EXERCISE DIRECTIONS: Return a copy of every line in the data below that contains "highlights".

Stored items:
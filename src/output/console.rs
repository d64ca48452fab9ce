//! Console rendering of crawl progress and results
//!
//! Everything here builds strings; the binary decides where they go.

use crate::crawler::{CrawlEvent, ProgressEvent};
use crate::output::CrawlReport;
use crate::record::PageRecord;
use crate::state::CrawlState;

/// Human-readable line for a crawl event, `None` for events not worth a line
pub fn describe_event(event: &CrawlEvent) -> Option<String> {
    match event {
        CrawlEvent::StateChanged(state) => describe_state(*state).map(str::to_string),
        CrawlEvent::SitemapFound(url) => Some(format!("Sitemap found: {}", url)),
        CrawlEvent::UrlsResolved { total, stats } => Some(format!(
            "Found {} URLs in {} sitemap(s) ({} failed)",
            total, stats.fetched, stats.failed
        )),
        CrawlEvent::PageProcessed(progress) => Some(describe_progress(progress)),
        CrawlEvent::Completed(report) => Some(format!(
            "Done: {} pages scanned, {} matches",
            report.scanned,
            report.match_count()
        )),
    }
}

fn describe_state(state: CrawlState) -> Option<&'static str> {
    match state {
        CrawlState::LocatingSitemap => Some("Locating sitemap..."),
        CrawlState::ResolvingUrls => Some("Resolving sitemap URLs..."),
        CrawlState::Processing => Some("Processing pages..."),
        CrawlState::Cancelled => Some("Crawl cancelled"),
        _ => None,
    }
}

/// Progress line, e.g. `[3/12] matches: 1 https://example.com/a (Success)`
pub fn describe_progress(progress: &ProgressEvent) -> String {
    let marker = if progress.matched { "+" } else { " " };
    format!(
        "[{}/{}] {} matches: {} {} ({})",
        progress.scanned,
        progress.total,
        marker,
        progress.matches_found,
        progress.record.url,
        progress.record.status
    )
}

/// Renders a record's cells, wrapping highlighted ones in `*`
pub fn render_match_row(record: &PageRecord, highlights: &[bool; 5]) -> String {
    record
        .cells()
        .iter()
        .zip(highlights.iter())
        .map(|(cell, lit)| {
            if *lit {
                format!("*{}*", cell)
            } else {
                cell.clone()
            }
        })
        .collect::<Vec<_>>()
        .join(" | ")
}

/// Formats the end-of-run summary
pub fn format_report(report: &CrawlReport) -> String {
    let mut out = String::new();

    out.push_str("=== Crawl Summary ===\n\n");
    out.push_str(&format!("Website: {}\n", report.website));
    out.push_str(&format!("Sitemap: {}\n", report.sitemap_url));
    out.push_str(&format!("Search terms: {}\n", report.search_terms));
    out.push_str(&format!("State: {}\n", report.final_state));
    out.push_str(&format!(
        "Duration: {:.1}s\n\n",
        report.duration().num_milliseconds() as f64 / 1000.0
    ));

    out.push_str("Sitemaps:\n");
    out.push_str(&format!("  Fetched: {}\n", report.resolve_stats.fetched));
    out.push_str(&format!("  Failed: {}\n", report.resolve_stats.failed));
    if report.resolve_stats.skipped_duplicates > 0 {
        out.push_str(&format!(
            "  Skipped (already visited): {}\n",
            report.resolve_stats.skipped_duplicates
        ));
    }
    if report.resolve_stats.skipped_over_limit > 0 {
        out.push_str(&format!(
            "  Skipped (limit reached): {}\n",
            report.resolve_stats.skipped_over_limit
        ));
    }
    out.push('\n');

    out.push_str("Pages:\n");
    out.push_str(&format!("  Total URLs: {}\n", report.total_urls));
    out.push_str(&format!("  Scanned: {}\n", report.scanned));
    out.push_str(&format!("  Success: {}\n", report.status_counts.success));
    out.push_str(&format!(
        "  HTTP errors: {}\n",
        report.status_counts.http_errors
    ));
    out.push_str(&format!(
        "  Fetch errors: {}\n",
        report.status_counts.scraper_errors
    ));
    if report.status_counts.failed > 0 {
        out.push_str(&format!("  Lost tasks: {}\n", report.status_counts.failed));
    }
    out.push('\n');

    out.push_str(&format!(
        "Success Rate: {:.1}% ({} / {} pages)\n",
        report.success_rate(),
        report.status_counts.success,
        report.scanned
    ));
    out.push_str(&format!("Matches: {}\n", report.match_count()));

    out
}

/// Closing line for a run without matches, `None` when something matched
///
/// Only a completed run can claim that nothing matches.
pub fn no_match_message(report: &CrawlReport) -> Option<String> {
    if !report.matches.is_empty() {
        return None;
    }
    if report.is_complete() {
        Some(format!("No pages found matching: {}", report.search_terms))
    } else {
        Some(format!(
            "Crawl cancelled after {} of {} pages, no match found so far",
            report.scanned, report.total_urls
        ))
    }
}

/// Prints the end-of-run summary to stdout
pub fn print_report(report: &CrawlReport) {
    println!("{}", format_report(report));
}
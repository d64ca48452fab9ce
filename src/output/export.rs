//! CSV export of matched pages
//!
//! Layout: header `URL,Title,Description,H1,Status`, then one row per
//! matched record. Absent fields are written as `N/A`. Quoting follows
//! RFC 4180 (handled by the `csv` crate).

use crate::record::PageRecord;
use crate::SieveError;
use std::fs::File;
use std::io::Write;
use std::path::Path;

/// Column names, in row order
pub const CSV_HEADER: [&str; 5] = ["URL", "Title", "Description", "H1", "Status"];

/// Writes records as CSV to any writer
///
/// # Arguments
///
/// * `writer` - Destination
/// * `records` - Rows to write, in order
pub fn write_csv<W: Write>(writer: W, records: &[PageRecord]) -> Result<(), SieveError> {
    let mut out = csv::Writer::from_writer(writer);
    out.write_record(CSV_HEADER)?;
    for record in records {
        out.write_record(record.cells())?;
    }
    out.flush()?;
    Ok(())
}

/// Writes records as CSV to a file, replacing any existing file
pub fn write_csv_file(path: &Path, records: &[PageRecord]) -> Result<(), SieveError> {
    let file = File::create(path)?;
    write_csv(file, records)?;
    tracing::info!("Wrote {} rows to {}", records.len(), path.display());
    Ok(())
}

/// Renders records as an in-memory CSV string
pub fn to_csv_string(records: &[PageRecord]) -> Result<String, SieveError> {
    let mut buffer = Vec::new();
    write_csv(&mut buffer, records)?;
    String::from_utf8(buffer)
        .map_err(|e| SieveError::Io(std::io::Error::new(std::io::ErrorKind::InvalidData, e)))
}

WRITTEN REPLY:
pub fn render_match_row(record: &PageRecord, highlights: &[bool; 5]) -> String {
        .zip(highlights.iter())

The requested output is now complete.